Wilson understands it will take time to build the support and budget required for the Air Force We Need.

“We aren’t naïve,” she said. “But we have an obligation to be honest with our countrymen and tell them, as those who came before us have done in their time, what should be done… What we must do.”

(EDITOR’S NOTE: “Wilson and Air Force Chief of Staff Gen.
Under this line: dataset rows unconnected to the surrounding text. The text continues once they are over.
use super::error::Error;
use super::ir::{BlockId, Function, Module, Op, RegId, Terminator, Value};
use std::io::Write;

/// Deepest call chain the interpreter will follow before giving up.
const MAX_CALL_DEPTH: usize = 10_000;

#[derive(Debug, Clone, Copy, PartialEq, Eq, Hash)]
pub(crate) struct ModuleHandle(usize);

/// Something `find_symbol` resolved and `invoke` can run.
#[derive(Debug, Clone, Copy, PartialEq, Eq)]
pub(crate) enum Symbol {
    Compiled { module: ModuleHandle, index: usize },
    Builtin(Builtin),
}

/// Compiles modules and runs their functions. Symbols are resolved by name
/// across every module currently added. Anything the running code prints
/// goes to `out`.
pub(crate) trait ExecutionEngine {
    fn add_module(&mut self, module: Module) -> ModuleHandle;
    fn find_symbol(&self, name: &str) -> Option<Symbol>;
    fn invoke(&self, symbol: &Symbol, args: &[f64], out: &mut dyn Write) -> Result<f64, Error>;
    fn remove_module(&mut self, handle: ModuleHandle);
}

/// Host functions available to `import` declarations.
#[derive(Debug, Clone, Copy, PartialEq, Eq)]
pub(crate) enum Builtin {
    Sin,
    Cos,
    Tan,
    Atan,
    Sqrt,
    Exp,
    Log,
    Fabs,
    Floor,
    Ceil,
    Pow,
    Putchard,
    Printd,
}

impl Builtin {
    pub fn lookup(name: &str) -> Option<Builtin> {
        let builtin = match name {
            "sin" => Builtin::Sin,
            "cos" => Builtin::Cos,
            "tan" => Builtin::Tan,
            "atan" => Builtin::Atan,
            "sqrt" => Builtin::Sqrt,
            "exp" => Builtin::Exp,
            "log" => Builtin::Log,
            "fabs" => Builtin::Fabs,
            "floor" => Builtin::Floor,
            "ceil" => Builtin::Ceil,
            "pow" => Builtin::Pow,
            "putchard" => Builtin::Putchard,
            "printd" => Builtin::Printd,
            _ => return None,
        };
        Some(builtin)
    }

    pub fn arity(self) -> usize {
        match self {
            Builtin::Pow => 2,
            _ => 1,
        }
    }

    fn call(self, args: &[f64], out: &mut dyn Write) -> Result<f64, Error> {
        if args.len() != self.arity() {
            return Err(Error::execution(format!(
                "builtin {:?} takes {} arguments, got {}",
                self,
                self.arity(),
                args.len()
            )));
        }
        let x = args[0];
        let result = match self {
            Builtin::Sin => x.sin(),
            Builtin::Cos => x.cos(),
            Builtin::Tan => x.tan(),
            Builtin::Atan => x.atan(),
            Builtin::Sqrt => x.sqrt(),
            Builtin::Exp => x.exp(),
            Builtin::Log => x.ln(),
            Builtin::Fabs => x.abs(),
            Builtin::Floor => x.floor(),
            Builtin::Ceil => x.ceil(),
            Builtin::Pow => x.powf(args[1]),
            Builtin::Putchard => {
                if let Some(c) = std::char::from_u32(x as u32) {
                    write!(out, "{}", c)?;
                }
                0.0
            }
            Builtin::Printd => {
                writeln!(out, "{:.6}", x)?;
                0.0
            }
        };
        Ok(result)
    }
}

/// Runs IR directly. Each added module is kept as is; a call is resolved at
/// the moment it executes, against the newest module defining the callee and
/// then the builtins.
pub(crate) struct Jit {
    modules: Vec<(ModuleHandle, Module)>,
    next_handle: usize,
}

enum Target<'m> {
    Compiled(&'m Function),
    Builtin(Builtin),
}

struct Frame<'m> {
    function: &'m Function,
    args: Vec<f64>,
    regs: Vec<f64>,
    block: BlockId,
    ip: usize,
    pending: Option<RegId>,
}

enum Step<'m> {
    Continue,
    Call(&'m Function, Vec<f64>),
    Return(f64),
}

impl<'m> Frame<'m> {
    fn new(function: &'m Function, args: Vec<f64>) -> Self {
        Frame {
            function,
            args,
            regs: vec![0.0; function.regs.len()],
            block: 0,
            ip: 0,
            pending: None,
        }
    }

    fn value(&self, value: Value) -> f64 {
        match value {
            Value::Const(n) => n,
            Value::Bool(b) => bool_to_f64(b),
            Value::Param(i) => self.args[i],
            Value::Reg(r) => self.regs[r],
        }
    }

    /// Moves to `target`, resolving its leading phis against the block we
    /// came from.
    fn enter(&mut self, target: BlockId) -> Result<(), Error> {
        let function = self.function;
        let from = self.block;
        let block = function
            .blocks
            .get(target)
            .ok_or_else(|| Error::execution(format!("branch to missing block {}", target)))?;

        let mut values = Vec::new();
        for instr in block.instrs.iter().take_while(|i| i.op.is_phi()) {
            if let Op::Phi(incoming) = &instr.op {
                let value = incoming
                    .iter()
                    .find(|(_, b)| *b == from)
                    .map(|(v, _)| self.value(*v))
                    .ok_or_else(|| {
                        Error::execution(format!("phi in '{}' has no edge from block {}", block.name, from))
                    })?;
                values.push((instr.dest, value));
            }
        }

        self.block = target;
        self.ip = values.len();
        for (dest, value) in values {
            self.regs[dest] = value;
        }
        Ok(())
    }

    fn complete_call(&mut self, value: f64) {
        if let Some(dest) = self.pending.take() {
            self.regs[dest] = value;
        }
        self.ip += 1;
    }
}

fn bool_to_f64(b: bool) -> f64 {
    if b {
        1.0
    } else {
        0.0
    }
}

impl Jit {
    pub fn new() -> Self {
        Jit {
            modules: Vec::new(),
            next_handle: 0,
        }
    }

    #[cfg(test)]
    pub fn module_count(&self) -> usize {
        self.modules.len()
    }

    fn resolve(&self, name: &str) -> Option<Target<'_>> {
        self.modules
            .iter()
            .rev()
            .filter_map(|(_, m)| m.get_function(name))
            .find(|f| !f.is_declaration())
            .map(Target::Compiled)
            .or_else(|| Builtin::lookup(name).map(Target::Builtin))
    }

    fn step<'m>(
        &'m self,
        frame: &mut Frame<'m>,
        out: &mut dyn Write,
    ) -> Result<Step<'m>, Error> {
        let function = frame.function;
        let block = &function.blocks[frame.block];

        if let Some(instr) = block.instrs.get(frame.ip) {
            let result = match &instr.op {
                Op::Binary(op, l, r) => op.apply(frame.value(*l), frame.value(*r)),
                Op::FCmp(pred, l, r) => bool_to_f64(pred.evaluate(frame.value(*l), frame.value(*r))),
                Op::UIToFP(v) => frame.value(*v),
                // Already assigned on block entry.
                Op::Phi(_) => frame.regs[instr.dest],
                Op::Call(callee, args) => {
                    let args: Vec<f64> = args.iter().map(|a| frame.value(*a)).collect();
                    match self.resolve(callee) {
                        Some(Target::Compiled(f)) => {
                            if f.arity() != args.len() {
                                return Err(Error::execution(format!(
                                    "'{}' expects {} arguments, got {}",
                                    callee,
                                    f.arity(),
                                    args.len()
                                )));
                            }
                            frame.pending = Some(instr.dest);
                            return Ok(Step::Call(f, args));
                        }
                        Some(Target::Builtin(b)) => b.call(&args, out)?,
                        None => {
                            return Err(Error::execution(format!("unresolved symbol '{}'", callee)))
                        }
                    }
                }
            };
            frame.regs[instr.dest] = result;
            frame.ip += 1;
            return Ok(Step::Continue);
        }

        match &block.terminator {
            Some(Terminator::Br(dest)) => frame.enter(*dest)?,
            Some(Terminator::CondBr(cond, then, els)) => {
                let dest = if frame.value(*cond) != 0.0 { *then } else { *els };
                frame.enter(dest)?
            }
            Some(Terminator::Ret(v)) => return Ok(Step::Return(frame.value(*v))),
            None => {
                return Err(Error::execution(format!(
                    "fell off the end of block '{}' in '{}'",
                    block.name, function.name
                )))
            }
        }
        Ok(Step::Continue)
    }

    /// Interprets `function` with an explicit frame stack.
    fn run<'m>(
        &'m self,
        function: &'m Function,
        args: Vec<f64>,
        out: &mut dyn Write,
    ) -> Result<f64, Error> {
        let mut stack = vec![Frame::new(function, args)];
        loop {
            let depth = stack.len();
            let step = match stack.last_mut() {
                Some(frame) => self.step(frame, out)?,
                None => return Err(Error::execution("empty call stack")),
            };
            match step {
                Step::Continue => {}
                Step::Call(callee, args) => {
                    if depth >= MAX_CALL_DEPTH {
                        return Err(Error::execution(format!(
                            "call stack overflow calling '{}'",
                            callee.name
                        )));
                    }
                    stack.push(Frame::new(callee, args));
                }
                Step::Return(value) => {
                    stack.pop();
                    match stack.last_mut() {
                        Some(caller) => caller.complete_call(value),
                        None => return Ok(value),
                    }
                }
            }
        }
    }
}

impl ExecutionEngine for Jit {
    fn add_module(&mut self, module: Module) -> ModuleHandle {
        let handle = ModuleHandle(self.next_handle);
        self.next_handle += 1;
        self.modules.push((handle, module));
        handle
    }

    fn find_symbol(&self, name: &str) -> Option<Symbol> {
        for (handle, module) in self.modules.iter().rev() {
            let found = module
                .functions()
                .iter()
                .position(|f| f.name == name && !f.is_declaration());
            if let Some(index) = found {
                return Some(Symbol::Compiled {
                    module: *handle,
                    index,
                });
            }
        }
        Builtin::lookup(name).map(Symbol::Builtin)
    }

    fn invoke(&self, symbol: &Symbol, args: &[f64], out: &mut dyn Write) -> Result<f64, Error> {
        match *symbol {
            Symbol::Builtin(b) => b.call(args, out),
            Symbol::Compiled { module, index } => {
                let function = self
                    .modules
                    .iter()
                    .find(|(h, _)| *h == module)
                    .and_then(|(_, m)| m.functions().get(index))
                    .ok_or_else(|| Error::execution("symbol refers to a removed module"))?;
                if function.arity() != args.len() {
                    return Err(Error::execution(format!(
                        "'{}' expects {} arguments, got {}",
                        function.name,
                        function.arity(),
                        args.len()
                    )));
                }
                self.run(function, args.to_vec(), out)
            }
        }
    }

    fn remove_module(&mut self, handle: ModuleHandle) {
        self.modules.retain(|(h, _)| *h != handle);
    }
}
David Goldfein said they have yet to come up with a dollar figure for the increases,” National Public Radio reported Sept. 17.
But Todd Harrison, a defense budget analyst with the Center for Strategic and International Studies, estimated that it would cost the Air Force an additional $18 billion a year just for the personnel and aircraft operations, training and recruiting.
That figure does not include the billions of additional dollars needed to buy the aircraft, he added.
"If they are buying many more F-35s, then the costs would be higher," said Harrison. "I could not hazard a guess on this without knowing the mix of aircraft involved.")
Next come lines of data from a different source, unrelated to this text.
pub mod app;
pub mod bank;
pub mod config;
pub mod error;
pub mod input;
pub mod logger;
pub mod models;
pub mod report;
pub mod session;
pub mod snapshot;
pub mod ui;
pub mod utils;


// Re-exports for convenience
pub use app::App;
pub use bank::{QuestionBank, QUESTION_BANK};
pub use config::QuizConfig;
pub use error::QuizError;
pub use input::handle_key;
pub use models::{AnswerRecord, AppState, Question, Resolution};
pub use report::write_report;
pub use session::{QuizSession, TIME_LIMIT_SECONDS};
pub use snapshot::{Results, ReviewEntry, Snapshot};
pub use ui::{draw_app, draw_quit_confirmation, draw_quiz, draw_summary};
pub use utils::{format_duration, truncate_string};
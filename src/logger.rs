use std::fs::{File, OpenOptions};
use std::io::Write;
use std::path::Path;
use std::sync::Mutex;

lazy_static::lazy_static! {
    static ref LOGGER: Mutex<Option<File>> = Mutex::new(None);
}

// Tests that point the global logger at their own file hold this.
#[cfg(test)]
lazy_static::lazy_static! {
    pub(crate) static ref TEST_LOG_LOCK: Mutex<()> = Mutex::new(());
}

/// Opens `path` for appending. Logging stays a no-op until this succeeds,
/// since the terminal UI owns stdout and stderr.
pub fn init(path: &Path) -> std::io::Result<()> {
    let file = OpenOptions::new().create(true).append(true).open(path)?;
    if let Ok(mut logger) = LOGGER.lock() {
        *logger = Some(file);
    }
    Ok(())
}

pub fn log(message: &str) {
    if let Ok(mut logger) = LOGGER.lock()
        && let Some(file) = logger.as_mut()
    {
        let timestamp = chrono::Local::now().format("%Y-%m-%d %H:%M:%S%.3f");
        let _ = writeln!(file, "[{}] {}", timestamp, message);
    }
}

#[cfg(test)]
mod tests {
    use super::*;

    #[test]
    fn test_log_without_init_is_noop() {
        log("nobody is listening");
    }

    #[test]
    fn test_logger_writes_lines() {
        let _guard = TEST_LOG_LOCK.lock().unwrap_or_else(|e| e.into_inner());
        let dir = tempfile::tempdir().unwrap();
        let path = dir.path().join("quiz.log");
        init(&path).unwrap();
        log("Test log message");

        let content = std::fs::read_to_string(&path).unwrap();
        assert!(content.contains("] Test log message"));
        assert!(content.starts_with('['));
    }

    #[test]
    fn test_init_fails_for_missing_directory() {
        let _guard = TEST_LOG_LOCK.lock().unwrap_or_else(|e| e.into_inner());
        let dir = tempfile::tempdir().unwrap();
        let path = dir.path().join("missing").join("quiz.log");
        assert!(init(&path).is_err());
    }
}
SecAF Wilson Provides Air Force Update
(Source: US Air Force; issued Sept 17, 2018)
NATIONAL HARBOR, Md. --- Secretary of the Air Force Heather Wilson presented an update of the state of the Air Force Sept. 17, during the 2018 Air Force Association Air, Space and Cyber Conference in National Harbor.

Wilson discussed restoring force readiness, space operations and the future of the Air Force during her presentation.

“Sometimes it is hard to see the sweep of history when we are just trying to get today’s work done,” Wilson said. “Which is why it is important to come together like this, to take stock of where we are, so that we can reaffirm where we need to go.”

Wilson said currently, the Air Force has returned to an era of great power competition. Because of this, the Air Force must focus on readiness and acquisition to prepare for present and future operations.

“The [National] Defense Strategy tells us that we need to be able to defend the homeland, provide a credible nuclear deterrent and win against a major power while countering a rogue nation, all while managing violent extremists with a lower level of effort,” Wilson said.

The Air Force, she said, meets the threats the nation faces with its most basic unit, the squadron.

“Our operational squadrons are the combat power of the Air Force, they are the clenched fist of American resolve,” Wilson said. “We have 312 operational squadrons today. The ‘Air Force We Need’ has 386 operational squadrons by 2030. It takes all of us to get that combat power ready and able to fight…A fist is nothing without the weight of the body behind it.”

The Air Force is also working hard to recover from its maintainer shortage. Just a few years ago the Air Force was short 4,000 maintainers. Wilson said by the end of 2018, that deficit will be eliminated.

“The Air Force is more ready for major combat operations today than we were two years ago,” Wilson said. “More than 75 percent of our force is combat ready and we’re moving the whole force to higher levels of readiness with actions that will play out over the next several years.”

Wilson also briefed on the importance of the mission in space, including a recent proposal to the Defense Department regarding the structure and responsibilities of a new branch of the Armed Services.

“As Airmen, we have the responsibility develop a proposal for the president that is bold, and that carries out his vision,” she said.

Wilson added the Air Force is fully committed to ensuring the U.S. continues to lead in space.

“There are actions that the Air Force can take immediately,” she said.

These actions include restructuring of the Space and Missiles Systems Center, which will enhance purchasing of space systems, and working with the Joint Staff to establish and support a unified combatant command for space.

“America is the best in the world at space and our adversaries know it. The threat to our space capabilities is growing and we can no longer view space as a function. It is a warfighting mission,” Wilson said. “The president has brought space into the spotlight. Dominating in space has now become kitchen table conversation and that will benefit this country.”